• Prompt:
Search the listing below for the string "write", then copy every line it appears in.

- - - - - - -

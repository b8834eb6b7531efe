/*
 * Responsibility
 * - Load settings from the environment (.env supported via dotenvy)
 * - Validate them once at startup (missing/invalid values abort the process)
 * - Resolve the verification mode so the rest of the app never re-reads env vars
 */
use std::fmt;
use std::net::SocketAddr;
use std::str::FromStr;

/// Static secret used when none is configured outside production.
pub const DEVELOPMENT_BEARER_TOKEN: &str = "default-secret-token";

#[derive(Debug, Clone, Copy, PartialEq, Eq)]
pub enum AppEnv {
    Development,
    Production,
}

impl AppEnv {
    fn parse(value: Option<&str>) -> Self {
        match value
            .unwrap_or("development")
            .to_ascii_lowercase()
            .as_str()
        {
            "production" | "prod" => Self::Production,
            _ => Self::Development,
        }
    }

    pub fn is_production(&self) -> bool {
        matches!(self, Self::Production)
    }
}

#[derive(Debug, Clone, Copy, PartialEq, Eq)]
pub enum AuthMode {
    Static,
    Jwt,
    Hybrid,
}

impl FromStr for AuthMode {
    type Err = ConfigError;

    fn from_str(s: &str) -> Result<Self, Self::Err> {
        match s.trim().to_ascii_lowercase().as_str() {
            "static" => Ok(Self::Static),
            "jwt" | "signed" => Ok(Self::Jwt),
            "hybrid" => Ok(Self::Hybrid),
            _ => Err(ConfigError::Invalid("AUTH_MODE")),
        }
    }
}

#[derive(Debug, PartialEq, Eq)]
pub enum ConfigError {
    Missing(&'static str),
    Invalid(&'static str),
}

impl fmt::Display for ConfigError {
    fn fmt(&self, f: &mut fmt::Formatter<'_>) -> fmt::Result {
        match self {
            ConfigError::Missing(key) => write!(f, "missing configuration: {}", key),
            ConfigError::Invalid(key) => write!(f, "invalid configuration: {}", key),
        }
    }
}

impl std::error::Error for ConfigError {}

/// Resolved credential settings. Each variant holds exactly what its verifier needs.
#[derive(Clone)]
pub enum AuthSettings {
    Static {
        bearer_token: String,
    },
    Jwt {
        secret_key: String,
        issuer: Option<String>,
    },
    Hybrid {
        bearer_token: String,
        secret_key: String,
        issuer: Option<String>,
    },
}

impl AuthSettings {
    pub fn mode(&self) -> AuthMode {
        match self {
            Self::Static { .. } => AuthMode::Static,
            Self::Jwt { .. } => AuthMode::Jwt,
            Self::Hybrid { .. } => AuthMode::Hybrid,
        }
    }
}

impl fmt::Debug for AuthSettings {
    fn fmt(&self, f: &mut fmt::Formatter<'_>) -> fmt::Result {
        // Do not print secrets
        let issuer = match self {
            Self::Static { .. } => None,
            Self::Jwt { issuer, .. } | Self::Hybrid { issuer, .. } => issuer.as_deref(),
        };
        f.debug_struct("AuthSettings")
            .field("mode", &self.mode())
            .field("issuer", &issuer)
            .finish()
    }
}

#[derive(Debug, Clone)]
pub struct Config {
    pub addr: SocketAddr,
    pub app_env: AppEnv,

    pub auth: AuthSettings,

    // `/api/services` lister; disabled when no project is set.
    pub gcp_project: Option<String>,
    pub cloud_run_region: String,

    pub request_timeout_seconds: u64,
}

impl Config {
    pub fn from_env() -> Result<Self, ConfigError> {
        dotenvy::dotenv().ok();
        Self::from_lookup(|key| std::env::var(key).ok())
    }

    /// Build from an arbitrary key lookup. Empty values count as unset.
    pub fn from_lookup<F>(lookup: F) -> Result<Self, ConfigError>
    where
        F: Fn(&str) -> Option<String>,
    {
        let get = |key: &str| lookup(key).filter(|v| !v.trim().is_empty());

        let port: u16 = match get("PORT") {
            Some(raw) => raw.trim().parse().map_err(|_| ConfigError::Invalid("PORT"))?,
            None => 8080,
        };

        let addr: SocketAddr = SocketAddr::from_str(&format!("0.0.0.0:{}", port))
            .map_err(|_| ConfigError::Invalid("PORT"))?;

        let app_env = AppEnv::parse(get("APP_ENV").as_deref());

        let secret_key = get("JWT_SECRET_KEY");
        let mode = match get("AUTH_MODE") {
            Some(raw) => raw.parse::<AuthMode>()?,
            None if secret_key.is_some() => AuthMode::Jwt,
            None => AuthMode::Static,
        };
        let issuer = get("JWT_ISSUER");

        let require_bearer_token = || match get("BEARER_TOKEN") {
            Some(token) => Ok(token),
            None if app_env.is_production() => Err(ConfigError::Missing("BEARER_TOKEN")),
            None => {
                tracing::warn!(
                    "BEARER_TOKEN not set; using the development default (never do this in production)"
                );
                Ok(DEVELOPMENT_BEARER_TOKEN.to_string())
            }
        };
        let require_secret_key = || secret_key.clone().ok_or(ConfigError::Missing("JWT_SECRET_KEY"));

        let auth = match mode {
            AuthMode::Static => AuthSettings::Static {
                bearer_token: require_bearer_token()?,
            },
            AuthMode::Jwt => AuthSettings::Jwt {
                secret_key: require_secret_key()?,
                issuer,
            },
            AuthMode::Hybrid => AuthSettings::Hybrid {
                bearer_token: require_bearer_token()?,
                secret_key: require_secret_key()?,
                issuer,
            },
        };

        let gcp_project = get("GOOGLE_CLOUD_PROJECT").or_else(|| get("GCP_PROJECT_ID"));
        let cloud_run_region = get("CLOUD_RUN_REGION").unwrap_or_else(|| "-".to_string());

        let request_timeout_seconds = get("REQUEST_TIMEOUT_SECONDS")
            .and_then(|v| v.trim().parse::<u64>().ok())
            .filter(|secs| *secs > 0)
            .unwrap_or(30);

        Ok(Self {
            addr,
            app_env,
            auth,
            gcp_project,
            cloud_run_region,
            request_timeout_seconds,
        })
    }
}

#[cfg(test)]
mod tests {
    use super::*;
    use std::collections::HashMap;

    fn load(pairs: &[(&str, &str)]) -> Result<Config, ConfigError> {
        let map: HashMap<String, String> = pairs
            .iter()
            .map(|(k, v)| (k.to_string(), v.to_string()))
            .collect();
        Config::from_lookup(|key| map.get(key).cloned())
    }

    #[test]
    fn defaults_to_static_mode_with_development_token() {
        let config = load(&[]).unwrap();
        assert_eq!(config.addr.port(), 8080);
        assert_eq!(config.app_env, AppEnv::Development);
        assert_eq!(config.cloud_run_region, "-");
        assert_eq!(config.request_timeout_seconds, 30);
        match config.auth {
            AuthSettings::Static { bearer_token } => {
                assert_eq!(bearer_token, DEVELOPMENT_BEARER_TOKEN)
            }
            other => panic!("unexpected {other:?}"),
        }
    }

    #[test]
    fn production_requires_bearer_token() {
        assert_eq!(
            load(&[("APP_ENV", "production")]).unwrap_err(),
            ConfigError::Missing("BEARER_TOKEN")
        );
    }

    #[test]
    fn secret_key_selects_jwt_mode() {
        let config = load(&[("JWT_SECRET_KEY", "k"), ("JWT_ISSUER", "iss")]).unwrap();
        assert_eq!(config.auth.mode(), AuthMode::Jwt);
        match config.auth {
            AuthSettings::Jwt { secret_key, issuer } => {
                assert_eq!(secret_key, "k");
                assert_eq!(issuer.as_deref(), Some("iss"));
            }
            other => panic!("unexpected {other:?}"),
        }
    }

    #[test]
    fn explicit_mode_wins_and_validates_inputs() {
        let config = load(&[("AUTH_MODE", "static"), ("JWT_SECRET_KEY", "k"), ("BEARER_TOKEN", "t")])
            .unwrap();
        assert_eq!(config.auth.mode(), AuthMode::Static);

        assert_eq!(
            load(&[("AUTH_MODE", "jwt")]).unwrap_err(),
            ConfigError::Missing("JWT_SECRET_KEY")
        );
        assert_eq!(
            load(&[("AUTH_MODE", "hybrid"), ("BEARER_TOKEN", "t")]).unwrap_err(),
            ConfigError::Missing("JWT_SECRET_KEY")
        );
        assert_eq!(
            load(&[("AUTH_MODE", "oauth")]).unwrap_err(),
            ConfigError::Invalid("AUTH_MODE")
        );
    }

    #[test]
    fn empty_values_count_as_missing() {
        assert_eq!(
            load(&[("AUTH_MODE", "jwt"), ("JWT_SECRET_KEY", "  ")]).unwrap_err(),
            ConfigError::Missing("JWT_SECRET_KEY")
        );
    }

    #[test]
    fn rejects_bad_numbers() {
        assert_eq!(
            load(&[("PORT", "http")]).unwrap_err(),
            ConfigError::Invalid("PORT")
        );
    }

    #[test]
    fn token_tool_settings_do_not_block_startup() {
        let config = load(&[("BEARER_TOKEN", "t"), ("JWT_DEFAULT_TTL_SECONDS", "1d")]);
        assert!(config.is_ok(), "{config:?}");
    }

    #[test]
    fn debug_hides_secrets() {
        let config = load(&[
            ("AUTH_MODE", "hybrid"),
            ("BEARER_TOKEN", "static-secret-value"),
            ("JWT_SECRET_KEY", "signing-secret-value"),
        ])
        .unwrap();
        let printed = format!("{config:?}");
        assert!(!printed.contains("static-secret-value"));
        assert!(!printed.contains("signing-secret-value"));
        assert!(printed.contains("Hybrid"));
    }
}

- - - - - - -

• The completed task:
            ConfigError::Missing(key) => write!(f, "missing configuration: {}", key),
            ConfigError::Invalid(key) => write!(f, "invalid configuration: {}", key),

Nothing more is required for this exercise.